START Data to process

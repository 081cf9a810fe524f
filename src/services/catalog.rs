use chrono::Utc;
use sea_orm::{
    ColumnTrait, ConnectionTrait, DatabaseConnection, EntityTrait, QueryFilter, QueryOrder,
};
use serde::{Deserialize, Serialize};
use std::collections::HashMap;
use std::sync::Arc;
use tracing::instrument;
use uuid::Uuid;

use crate::entities::{
    attribute, category, discount, product, variant, variant_attribute, variant_image,
};
use crate::errors::ServiceError;
use crate::services::pricing;

/// Read-side catalog queries: product listings with filters, product detail
/// by slug, and the small lookups the storefront needs (categories,
/// attributes, live stock).
#[derive(Clone)]
pub struct CatalogService {
    db: Arc<DatabaseConnection>,
}

/// Listing filters. All fields are optional and combine conjunctively.
/// Price bounds apply to the discounted price of the cheapest sellable
/// variant, in minor units.
#[derive(Debug, Clone, Default, Deserialize)]
pub struct ProductFilters {
    pub category: Option<String>,
    pub color: Option<String>,
    pub size: Option<String>,
    pub min_price: Option<i64>,
    pub max_price: Option<i64>,
    pub search: Option<String>,
    pub sort: Option<ProductSort>,
}

#[derive(Debug, Clone, Copy, PartialEq, Eq, Serialize, Deserialize)]
#[serde(rename_all = "kebab-case")]
pub enum ProductSort {
    PriceAsc,
    PriceDesc,
    NameAsc,
    NameDesc,
}

/// A variant joined with its attributes and images.
#[derive(Debug, Clone, Serialize)]
pub struct VariantDetail {
    #[serde(flatten)]
    pub variant: variant::Model,
    pub attributes: Vec<attribute::Model>,
    pub images: Vec<variant_image::Model>,
}

/// A product joined with its category, live (non-expired) discount and
/// variants.
#[derive(Debug, Clone, Serialize)]
pub struct ProductDetail {
    #[serde(flatten)]
    pub product: product::Model,
    pub category: Option<category::Model>,
    pub discount: Option<discount::Model>,
    pub variants: Vec<VariantDetail>,
}

impl ProductDetail {
    /// Discounted price of the cheapest sellable variant; used for listing
    /// price filters and ordering. `None` when nothing is sellable.
    fn display_price(&self) -> Option<i64> {
        let percent = self.discount.as_ref().map(|d| d.percent);
        self.variants
            .iter()
            .filter(|v| v.variant.is_sellable())
            .map(|v| match percent {
                Some(p) => pricing::discounted_unit_price(v.variant.price, p),
                None => v.variant.price,
            })
            .min()
    }

    fn has_stock(&self) -> bool {
        self.variants.iter().any(|v| v.variant.is_sellable())
    }

    fn has_attribute(&self, kind: attribute::AttributeKind, value: &str) -> bool {
        self.variants.iter().any(|v| {
            v.attributes
                .iter()
                .any(|a| a.kind == kind && a.value.eq_ignore_ascii_case(value))
        })
    }
}

impl CatalogService {
    pub fn new(db: Arc<DatabaseConnection>) -> Self {
        Self { db }
    }

    /// Lists products matching the filters, joined with category, discount,
    /// variants, attributes and images.
    ///
    /// Price sorts push products with no sellable variant to the end,
    /// whatever their nominal price.
    #[instrument(skip(self))]
    pub async fn list_products(
        &self,
        filters: ProductFilters,
    ) -> Result<Vec<ProductDetail>, ServiceError> {
        let mut query = product::Entity::find();

        if let Some(slug) = &filters.category {
            let cat = category::Entity::find()
                .filter(category::Column::Slug.eq(slug.clone()))
                .one(&*self.db)
                .await?
                .ok_or_else(|| ServiceError::NotFound(format!("Category {} not found", slug)))?;
            query = query.filter(product::Column::CategoryId.eq(cat.id));
        }
        if let Some(term) = &filters.search {
            query = query.filter(product::Column::Name.contains(term.clone()));
        }

        let products = query
            .order_by_asc(product::Column::Name)
            .all(&*self.db)
            .await?;

        let mut details = self.assemble(products).await?;

        if let Some(color) = &filters.color {
            details.retain(|p| p.has_attribute(attribute::AttributeKind::Color, color));
        }
        if let Some(size) = &filters.size {
            details.retain(|p| p.has_attribute(attribute::AttributeKind::Size, size));
        }
        if filters.min_price.is_some() || filters.max_price.is_some() {
            details.retain(|p| match p.display_price() {
                Some(price) => {
                    filters.min_price.map_or(true, |min| price >= min)
                        && filters.max_price.map_or(true, |max| price <= max)
                }
                None => false,
            });
        }

        match filters.sort {
            Some(ProductSort::PriceAsc) => details.sort_by_key(|p| {
                (!p.has_stock(), p.display_price().unwrap_or(i64::MAX))
            }),
            Some(ProductSort::PriceDesc) => details.sort_by_key(|p| {
                (!p.has_stock(), p.display_price().map(|v| -v).unwrap_or(i64::MAX))
            }),
            Some(ProductSort::NameAsc) => {
                details.sort_by(|a, b| a.product.name.cmp(&b.product.name))
            }
            Some(ProductSort::NameDesc) => {
                details.sort_by(|a, b| b.product.name.cmp(&a.product.name))
            }
            None => {}
        }

        Ok(details)
    }

    /// Full product detail by slug.
    #[instrument(skip(self))]
    pub async fn product_by_slug(&self, slug: &str) -> Result<ProductDetail, ServiceError> {
        let product = product::Entity::find()
            .filter(product::Column::Slug.eq(slug))
            .one(&*self.db)
            .await?
            .ok_or_else(|| ServiceError::NotFound(format!("Product {} not found", slug)))?;

        let mut details = self.assemble(vec![product]).await?;
        details
            .pop()
            .ok_or_else(|| ServiceError::NotFound(format!("Product {} not found", slug)))
    }

    pub async fn list_categories(&self) -> Result<Vec<category::Model>, ServiceError> {
        Ok(category::Entity::find()
            .order_by_asc(category::Column::Name)
            .all(&*self.db)
            .await?)
    }

    pub async fn attributes_by_kind(
        &self,
        kind: attribute::AttributeKind,
    ) -> Result<Vec<attribute::Model>, ServiceError> {
        Ok(attribute::Entity::find()
            .filter(attribute::Column::Kind.eq(kind))
            .order_by_asc(attribute::Column::Value)
            .all(&*self.db)
            .await?)
    }

    /// Live stock point lookup for a variant.
    pub async fn variant_stock(&self, variant_id: Uuid) -> Result<i32, ServiceError> {
        let variant = variant::Entity::find_by_id(variant_id)
            .one(&*self.db)
            .await?
            .ok_or_else(|| ServiceError::NotFound(format!("Variant {} not found", variant_id)))?;
        Ok(variant.quantity_in_stock)
    }

    /// Joins products with their categories, non-expired discounts, variants,
    /// attributes and images using batched lookups.
    async fn assemble(
        &self,
        products: Vec<product::Model>,
    ) -> Result<Vec<ProductDetail>, ServiceError> {
        if products.is_empty() {
            return Ok(Vec::new());
        }
        let now = Utc::now();

        let category_ids: Vec<Uuid> = products.iter().map(|p| p.category_id).collect();
        let categories: HashMap<Uuid, category::Model> = category::Entity::find()
            .filter(category::Column::Id.is_in(category_ids))
            .all(&*self.db)
            .await?
            .into_iter()
            .map(|c| (c.id, c))
            .collect();

        let discount_ids: Vec<Uuid> = products.iter().filter_map(|p| p.discount_id).collect();
        let discounts: HashMap<Uuid, discount::Model> = if discount_ids.is_empty() {
            HashMap::new()
        } else {
            discount::Entity::find()
                .filter(discount::Column::Id.is_in(discount_ids))
                .all(&*self.db)
                .await?
                .into_iter()
                .map(|d| (d.id, d))
                .collect()
        };

        let product_ids: Vec<Uuid> = products.iter().map(|p| p.id).collect();
        let variants = variant::Entity::find()
            .filter(variant::Column::ProductId.is_in(product_ids))
            .all(&*self.db)
            .await?;
        let variant_details = load_variant_details(&*self.db, variants).await?;

        let mut by_product: HashMap<Uuid, Vec<VariantDetail>> = HashMap::new();
        for vd in variant_details {
            by_product.entry(vd.variant.product_id).or_default().push(vd);
        }

        Ok(products
            .into_iter()
            .map(|p| {
                let discount = p
                    .discount_id
                    .and_then(|id| discounts.get(&id).cloned())
                    .filter(|d| d.is_active_at(now));
                ProductDetail {
                    category: categories.get(&p.category_id).cloned(),
                    discount,
                    variants: by_product.remove(&p.id).unwrap_or_default(),
                    product: p,
                }
            })
            .collect())
    }
}

/// Batch-loads attributes and images for a set of variants.
pub(crate) async fn load_variant_details<C: ConnectionTrait>(
    db: &C,
    variants: Vec<variant::Model>,
) -> Result<Vec<VariantDetail>, ServiceError> {
    if variants.is_empty() {
        return Ok(Vec::new());
    }
    let variant_ids: Vec<Uuid> = variants.iter().map(|v| v.id).collect();

    let links = variant_attribute::Entity::find()
        .filter(variant_attribute::Column::VariantId.is_in(variant_ids.clone()))
        .all(db)
        .await?;
    let attribute_ids: Vec<Uuid> = links.iter().map(|l| l.attribute_id).collect();
    let attributes: HashMap<Uuid, attribute::Model> = if attribute_ids.is_empty() {
        HashMap::new()
    } else {
        attribute::Entity::find()
            .filter(attribute::Column::Id.is_in(attribute_ids))
            .all(db)
            .await?
            .into_iter()
            .map(|a| (a.id, a))
            .collect()
    };
    let mut attrs_by_variant: HashMap<Uuid, Vec<attribute::Model>> = HashMap::new();
    for link in links {
        if let Some(attr) = attributes.get(&link.attribute_id) {
            attrs_by_variant
                .entry(link.variant_id)
                .or_default()
                .push(attr.clone());
        }
    }

    let images = variant_image::Entity::find()
        .filter(variant_image::Column::VariantId.is_in(variant_ids))
        .all(db)
        .await?;
    let mut images_by_variant: HashMap<Uuid, Vec<variant_image::Model>> = HashMap::new();
    for image in images {
        images_by_variant
            .entry(image.variant_id)
            .or_default()
            .push(image);
    }

    Ok(variants
        .into_iter()
        .map(|v| VariantDetail {
            attributes: attrs_by_variant.remove(&v.id).unwrap_or_default(),
            images: images_by_variant.remove(&v.id).unwrap_or_default(),
            variant: v,
        })
        .collect())
}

END Data to process

From the data above, work out how many lines contain the string "ProductDetail" and reply with only the number.

Written answer
6